Consent Ledger Service — Failure Modes

Version: 1.0 Status: Draft Owner: Trust & Safety / Platform SRE Last Updated: 2026-04-21 Companion: APPLICATION_LOGIC · OBSERVABILITY · SERVICE_RISK_REGISTER

1. Operating principle: fail-closed

consent-ledger-service operates fail-closed for CheckConsent:

No allowed: true is returned when consent state cannot be determined.

If state cannot be determined for any reason, CheckConsent returns { allowed: false, reason: CONSENT_UNKNOWN }. Downstream callers (compliance-engine, routing-engine, sms-firewall-service) interpret any non-OK gRPC status as allowed: false for non-emergency lanes (defence in depth).

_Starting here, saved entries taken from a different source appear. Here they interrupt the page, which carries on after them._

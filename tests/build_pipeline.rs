//! End-to-end runs of the build pipeline against mocked feed and image hosts.
//!
//! Every test gets its own output directory and mock server, and drives
//! `pipeline::run` exactly as the binary does.

use castsnap::config::Config;
use castsnap::pipeline::{self, RunReport};
use castsnap::sources::Source;
use chrono::{DateTime, Duration, Utc};
use pretty_assertions::assert_eq;
use serde_json::Value;
use std::io::Cursor;
use wiremock::matchers::{method, path};
use wiremock::{Mock, MockServer, ResponseTemplate};

fn rfc2822(dt: DateTime<Utc>) -> String {
    dt.to_rfc2822()
}

fn item(title: &str, published: DateTime<Utc>, duration: &str) -> String {
    format!(
        r#"<item>
    <title>{title}</title>
    <link>https://example.com/{title}</link>
    <pubDate>{}</pubDate>
    <itunes:duration>{duration}</itunes:duration>
    <enclosure url="https://media.example.com/{title}.mp3" type="audio/mpeg" length="1"/>
</item>"#,
        rfc2822(published)
    )
}

fn feed(title: &str, cover: Option<&str>, items: &[String]) -> String {
    let image = cover
        .map(|url| format!(r#"<itunes:image href="{url}?size=large"/>"#))
        .unwrap_or_default();
    format!(
        r#"<?xml version="1.0" encoding="UTF-8"?>
<rss version="2.0" xmlns:itunes="http://www.itunes.com/dtds/podcast-1.0.dtd">
<channel>
    <title>{title}</title>
    <link>https://example.com/{title}</link>
    <description>About {title}</description>
    {image}
    {}
</channel>
</rss>"#,
        items.join("\n")
    )
}

fn png(width: u32, height: u32) -> Vec<u8> {
    let img = image::RgbImage::from_pixel(width, height, image::Rgb([10, 120, 200]));
    let mut buf = Cursor::new(Vec::new());
    image::DynamicImage::ImageRgb8(img)
        .write_to(&mut buf, image::ImageFormat::Png)
        .unwrap();
    buf.into_inner()
}

async fn mount(server: &MockServer, route: &str, response: ResponseTemplate) {
    Mock::given(method("GET"))
        .and(path(route))
        .respond_with(response)
        .mount(server)
        .await;
}

/// Three healthy podcasts, one broken host, and the covers they point at.
async fn fixture_server(now: DateTime<Utc>) -> MockServer {
    let server = MockServer::start().await;
    let uri = server.uri();

    let daily = feed(
        "Daily",
        Some(&format!("{uri}/covers/daily.png")),
        &[
            item("daily-3", now - Duration::days(1), "30:00"),
            item("daily-2", now - Duration::days(8), "00:40:00"),
            item("daily-1", now - Duration::days(20), "2400"),
        ],
    );
    let weekly = feed(
        "Weekly",
        Some(&format!("{uri}/covers/missing.png")),
        &[item("weekly-1", now - Duration::days(3), "1:00:00")],
    );
    let archive = feed("Archive", None, &[item("archive-1", now - Duration::days(400), "10")]);

    mount(&server, "/daily", ResponseTemplate::new(200).set_body_string(daily)).await;
    mount(&server, "/weekly", ResponseTemplate::new(200).set_body_string(weekly)).await;
    mount(&server, "/archive", ResponseTemplate::new(200).set_body_string(archive)).await;
    mount(&server, "/broken", ResponseTemplate::new(404)).await;
    mount(
        &server,
        "/covers/daily.png",
        ResponseTemplate::new(200).set_body_bytes(png(300, 300)),
    )
    .await;
    mount(&server, "/covers/missing.png", ResponseTemplate::new(404)).await;

    server
}

fn sources(server: &MockServer) -> Vec<Source> {
    ["daily", "weekly", "archive", "broken"]
        .iter()
        .map(|key| Source::new(key, &format!("{}/{key}", server.uri())))
        .collect()
}

fn config(out: &std::path::Path) -> Config {
    Config {
        output_dir: out.to_path_buf(),
        max_retries: 0,
        retry_base_delay_ms: 1,
        fetch_timeout_secs: 5,
        ..Config::default()
    }
}

async fn run_once(config: &Config, sources: &[Source], now: DateTime<Utc>) -> (RunReport, Value) {
    let client = pipeline::build_client(config).unwrap();
    let report = pipeline::run(config, sources, &client, now).await.unwrap();
    let json: Value =
        serde_json::from_slice(&std::fs::read(&report.artifact_path).unwrap()).unwrap();
    (report, json)
}

#[tokio::test]
async fn test_full_run_writes_artifact() {
    let now = Utc::now();
    let server = fixture_server(now).await;
    let dir = tempfile::tempdir().unwrap();
    let out = dir.path().join("downloads");
    let config = config(&out);

    let (report, json) = run_once(&config, &sources(&server), now).await;

    // Failed source is excluded, the rest are present
    assert_eq!(report.failures.len(), 1);
    assert_eq!(report.failures[0].key, "broken");
    assert_eq!(report.failure_ratio(), 0.25);
    let channels = json["channels"].as_object().unwrap();
    assert_eq!(
        channels.keys().map(String::as_str).collect::<Vec<_>>(),
        vec!["archive", "daily", "weekly"]
    );

    assert_eq!(json["load_order"], serde_json::json!(["daily", "weekly", "archive"]));
    assert_eq!(json["episodeCount"], 5);

    let recent: Vec<&str> = json["episodes_in_2weeks"]
        .as_array()
        .unwrap()
        .iter()
        .map(|e| e["title"].as_str().unwrap())
        .collect();
    assert_eq!(recent, vec!["daily-3", "weekly-1", "daily-2"]);
    assert_eq!(json["episodes_in_2weeks"][1]["key"], "weekly");
    assert_eq!(json["episodes_in_2weeks"][1]["channel_title"], "Weekly");

    let daily = &channels["daily"];
    assert_eq!(daily["total"], 3);
    assert_eq!(daily["durationAverage"], 2200);
    assert_eq!(daily["durationMedian"], 2400);
    assert_eq!(daily["fileServer"], "media.example.com");
    assert_eq!(daily["firstEpisodeLink"], "https://example.com/daily-1");
    assert_eq!(daily["lastEpisodeLink"], "https://example.com/daily-3");
    assert_eq!(daily["description"], "About Daily");
    assert_eq!(daily["cover"], "/downloads/cover/daily.png");

    // Cover download failed: channel kept, cover cleared
    assert_eq!(report.cover_failures.len(), 1);
    assert!(channels["weekly"]["cover"].is_null());
    assert_eq!(channels["weekly"]["total"], 1);
    assert!(channels["archive"]["cover"].is_null());

    // Sink layout
    assert!(out.join("rss").join("daily.rss").exists());
    assert!(!out.join("rss").join("broken.rss").exists());
    assert_eq!(
        image::image_dimensions(out.join("cover").join("daily.png")).unwrap(),
        (300, 300)
    );
    assert_eq!(
        image::image_dimensions(out.join("cover").join("daily-120.png")).unwrap(),
        (120, 120)
    );
    assert_eq!(
        image::image_dimensions(out.join("cover").join("daily-60.png")).unwrap(),
        (60, 60)
    );
}

#[tokio::test]
async fn test_repeated_runs_are_deterministic() {
    let now = Utc::now();
    let server = fixture_server(now).await;
    let dir = tempfile::tempdir().unwrap();
    let config = config(&dir.path().join("downloads"));
    let sources = sources(&server);

    let (_, first) = run_once(&config, &sources, now).await;
    let (_, second) = run_once(&config, &sources, now).await;

    assert_eq!(
        serde_json::to_string(&first["channels"]).unwrap(),
        serde_json::to_string(&second["channels"]).unwrap()
    );
    assert_eq!(
        serde_json::to_string(&first["load_order"]).unwrap(),
        serde_json::to_string(&second["load_order"]).unwrap()
    );
}

#[tokio::test]
async fn test_single_item_feed_is_a_list() {
    let now = Utc::now();
    let server = MockServer::start().await;
    let body = feed("Solo", None, &[item("solo-1", now - Duration::days(2), "60")]);
    mount(&server, "/solo", ResponseTemplate::new(200).set_body_string(body)).await;

    let dir = tempfile::tempdir().unwrap();
    let config = config(&dir.path().join("downloads"));
    let sources = vec![Source::new("solo", &format!("{}/solo", server.uri()))];

    let (report, json) = run_once(&config, &sources, now).await;
    assert!(report.failures.is_empty());
    assert_eq!(json["channels"]["solo"]["total"], 1);
    assert_eq!(json["episodes_in_2weeks"].as_array().unwrap().len(), 1);
    assert_eq!(json["load_order"], serde_json::json!(["solo"]));
}

#[tokio::test]
async fn test_all_sources_failing_still_writes_artifact() {
    let server = MockServer::start().await;
    mount(&server, "/a", ResponseTemplate::new(500)).await;
    mount(&server, "/b", ResponseTemplate::new(200).set_body_string("<html>nope</html>")).await;

    let dir = tempfile::tempdir().unwrap();
    let config = config(&dir.path().join("downloads"));
    let sources = vec![
        Source::new("a", &format!("{}/a", server.uri())),
        Source::new("b", &format!("{}/b", server.uri())),
    ];

    let (report, json) = run_once(&config, &sources, Utc::now()).await;
    assert_eq!(report.failure_ratio(), 1.0);
    assert!(report.exceeds(0.5));
    assert!(!report.exceeds(1.0));
    assert_eq!(json["channels"], serde_json::json!({}));
    assert_eq!(json["episodeCount"], 0);
}

#[tokio::test]
async fn test_skip_covers() {
    let now = Utc::now();
    let server = fixture_server(now).await;
    let dir = tempfile::tempdir().unwrap();
    let out = dir.path().join("downloads");
    let config = Config {
        skip_covers: true,
        ..config(&out)
    };

    let (report, json) = run_once(&config, &sources(&server), now).await;
    assert!(report.cover_failures.is_empty());
    // Cover path is still advertised; nothing was downloaded
    assert_eq!(json["channels"]["weekly"]["cover"], "/downloads/cover/weekly.png");
    assert!(!out.join("cover").join("daily.png").exists());
}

The only exception is lane P0_EMERGENCY (Common Alerting Protocol bridge), which may proceed with an audit row noting the bypass — this is the regulator-sanctioned trade-off for life-safety messaging.

2. Failure-mode summary

#FailureLikelihoodImpactRatingMitigation summary
FM-01Postgres unavailable (primary + standbys)LowCriticalHIGHFail-closed; promote standby; redelivery upstream
FM-02Redis unavailableMediumMediumMEDIUMFall back to Postgres; degraded latency
FM-03Both Redis and Postgres unavailableVery LowCriticalHIGHFail-closed; CONSENT_UNKNOWN; alert
FM-04NATS lag on sms.mo.inbound consumerMediumHigh (regulator risk)HIGHScale consumers; alert at 60 s lag; runbook
FM-05ATRA DND endpoint unreachableMediumMediumMEDIUMUse last-known DND; alert after 24 h stale
FM-06Audit hash-chain break detectedVery LowCriticalHIGHFreeze writes (manual), investigate, never auto-resolve
FM-07Erasure processor failure (SLA breach)LowHigh (regulatory)MEDIUMManual reprocess; legal escalation
FM-08STOP-keyword false-positive floodMediumMediumMEDIUMT&S triage; rapid keyword tuning; tenant feedback API
FM-09Vault Transit (KEK) unavailableLowMediumMEDIUMDEK cache (60 s); CheckConsent unaffected
FM-10Outbox publish stuckLowMediumMEDIUMRetry; manual replay; alert
FM-11Citizen-portal MSISDN-OTP abuse / takeoverMediumHighHIGHRate limits; captcha; OTP entropy; short JWT lifetime
FM-12Bulk import abuse (fake opt-ins)MediumHighHIGHCSV hash audit; volume anomaly detection; regulator dispute path
FM-13Cross-region replication divergenceLowCriticalHIGHCross-region verifier; CRITICAL alert; freeze writes
FM-14NetworkPolicy mis-config exposes egress to offshoreVery LowCriticalHIGHDeploy-time residency test; Istio AuthorizationPolicy

3. Detailed failure modes

FM-01 — Postgres unavailable

Scenario: Primary Postgres is unreachable; if standby promotion has not completed, all read/write paths fail.

Detection:

  • consent_check_failclosed_total{cause="db_unavailable"} rises
  • /health/ready returns 503
  • Patroni / etcd events; Prometheus alert PostgresPrimaryDown

Impact:

  • CheckConsent cache hits continue (Redis-only); cache misses fall through to fail-closed CONSENT_UNKNOWN.
  • Writes fail with 503; tenant integrations retry (per their own backoff).
  • Audit chain pauses.

Recovery:

  • Patroni auto-promotes Herat standby within 90 s (RTO); clients reconnect via Service VIP.
  • If promotion fails (e.g., split-brain), on-call follows runbook pg-primary-down.md: confirm consensus, manually trigger promotion in surviving region, verify chain integrity post-recovery.
  • Caller-side: NATS redelivery upstream means messages are not lost; they queue.

Mitigation:

  • Patroni 3-node cluster across Kabul / Herat / Mazar (per ADR-0004 §3).
  • PgBouncer in transaction mode shields per-pod connection churn.
  • Circuit breaker on PG client opens after 5 consecutive errors / 30 s; half-open after 60 s.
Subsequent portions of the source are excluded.